A quote from a section about getting friends to say yes to hangouts:
When you’re in a committed relationship, giving your friend a clear, compelling reason to get together makes it easier for them to prioritize your hangout by organizing childcare, negotiating with their partner, or rearranging their commitments and obligations. This way your friend can make the case that spending time with you is important.
A quote from an interviewee, describing his friend’s reaction to a request for more effort:
I don’t want to put effort into our friendships because I have to put effort into my family. And I have to make an effort at work, with my wife, and my in-laws. When I hang out with you guys, I want to put in zero effort.
A quote from Dr. Geoff Greif, professor at the University of Maryland School of Social Work and author of Buddy System: Understanding Male Friendships:
If I’m going to drop somebody and I don’t have a lot of time, I’m going to drop the person that could potentially be most troublesome to my marriage…that’s going to be a [friendship with a] woman, perhaps.
Both Erin and I had strong reactions to the idea that we would need to “make the case” that spending time with each other is important. Even more absurd to us was the suggestion that our friendship might be a threat to our romantic partners. As a queer woman attracted to all genders, I am just as likely to be attracted to Erin as any dude. Does that mean my husband should mistrust my relationship with her?
What we’ve found is that our partners respect and support our friendship, with a clear understanding that there will be no begging for permission1. We make time for one another, period. For us, it is all about balance, rather than some sort of competition. And, in my experience, my close friendships make me a better romantic partner! Still, we know our example is only one small sliver of friendship pie.
So, let’s talk. Do you find it challenging to prioritize both your friendships and your romantic relationships? How does the answer to this change depending on the gender identities of the people involved? Do you feel like your romantic partners understand and support you making time for your friendships? Or is it more of a tug of war? Have you lost any friends because of a new romantic relationship or marriage? Tell us in the comments!!!

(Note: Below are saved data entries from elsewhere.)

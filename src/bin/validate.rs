//! Minimal CLI validator.
//!
//! Loads a Job JSON file, runs `fpqa_mw::validate`, and prints a human
//! summary (or, with `--json`, the full `ValidationResult`). Exits non-zero
//! if the job is invalid.

#![forbid(unsafe_code)]

use std::{env, fs, path::Path};

use fpqa_mw::schema::Job;
use fpqa_mw::validate;

fn parse_flag(args: &[String], key: &str) -> Option<String> {
    let mut it = args.iter();
    while let Some(a) = it.next() {
        if a == key {
            return it.next().cloned();
        }
    }
    None
}

fn has_flag(args: &[String], key: &str) -> bool {
    args.iter().any(|a| a == key)
}

fn main() -> anyhow::Result<()> {
    tracing_subscriber::fmt()
        .with_env_filter(tracing_subscriber::EnvFilter::from_default_env())
        .init();

    let args: Vec<String> = env::args().collect();
    let job_path = parse_flag(&args, "--job").ok_or_else(|| anyhow::anyhow!("missing required --job <path>"))?;
    let strict = has_flag(&args, "--strict");
    let as_json = has_flag(&args, "--json");

    let path = Path::new(&job_path);
    let text = fs::read_to_string(path).map_err(|e| anyhow::anyhow!("read {}: {e}", path.display()))?;
    let job: Job =
        serde_json::from_str(&text).map_err(|e| anyhow::anyhow!("parse job JSON {}: {e}", path.display()))?;

    let result = validate(&job, strict);

    if as_json {
        println!("{}", serde_json::to_string_pretty(&result)?);
    } else {
        eprintln!(
            "validated {} ({} errors, {} warnings, strict={strict})",
            job.job_id.as_deref().unwrap_or("<unnamed>"),
            result.errors.len(),
            result.warnings.len()
        );
        for error in &result.errors {
            eprintln!("  error: {error}");
        }
        for warning in &result.warnings {
            eprintln!("  warning[{:?}] {}: {}", warning.severity, warning.code, warning.message);
        }
        eprintln!(
            "total_movement_distance_um={} estimated_decoherence_cost={}",
            result.total_movement_distance_um, result.estimated_decoherence_cost
        );
    }

    if !result.is_valid {
        std::process::exit(1);
    }
    Ok(())
}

Forevers is a project to celebrate and deepen forever friendships. Our art and writing is 100% handcrafted by two best friends to help you and your friends stay connected. Will you be our friend?
Erin note: In fact, one of the things I loved about my partner early on is how much he loved my friends, how he explicitly commented how I surround myself with great people, and how he has always supported me carving out time for them.
I love Anna's book so much and love seeing the write-up! Looking forward to poking around HERE too!
This is an incredible write-up! Thank you, Sam and Erin, for taking the time to read my book and share my work.
You raised a few great points!
1. Think of it this way: Your hospital emergency contact is in your bathtub tier. The handful of people you’d thank in an Academy Award speech are your Jacuzzi friends.
2. Friendships can threaten a romantic relationship in all sorts of ways.
It could be financial. Say you have a friend who prefers fancy dinners and trips, and your spouse isn't thrilled that you're spending so much money during your time with her. You might distance yourself from the friendship because you don't want to stress out your spouse with huge credit card bills.
It could be ideological. Maybe your friend at work joined an MLM selling soap, and your spouse doesn't want you to be drawn into that world. You may want to distance yourself from that friend to put your spouse at ease.
Or, it could be emotional. Maybe you're friends with an ex, and your current significant other isn't comfortable with it. So instead of telling your ex that your partner is insecure, you withdraw from the friendship.
Thanks again for sharing my work!! It means so much to me!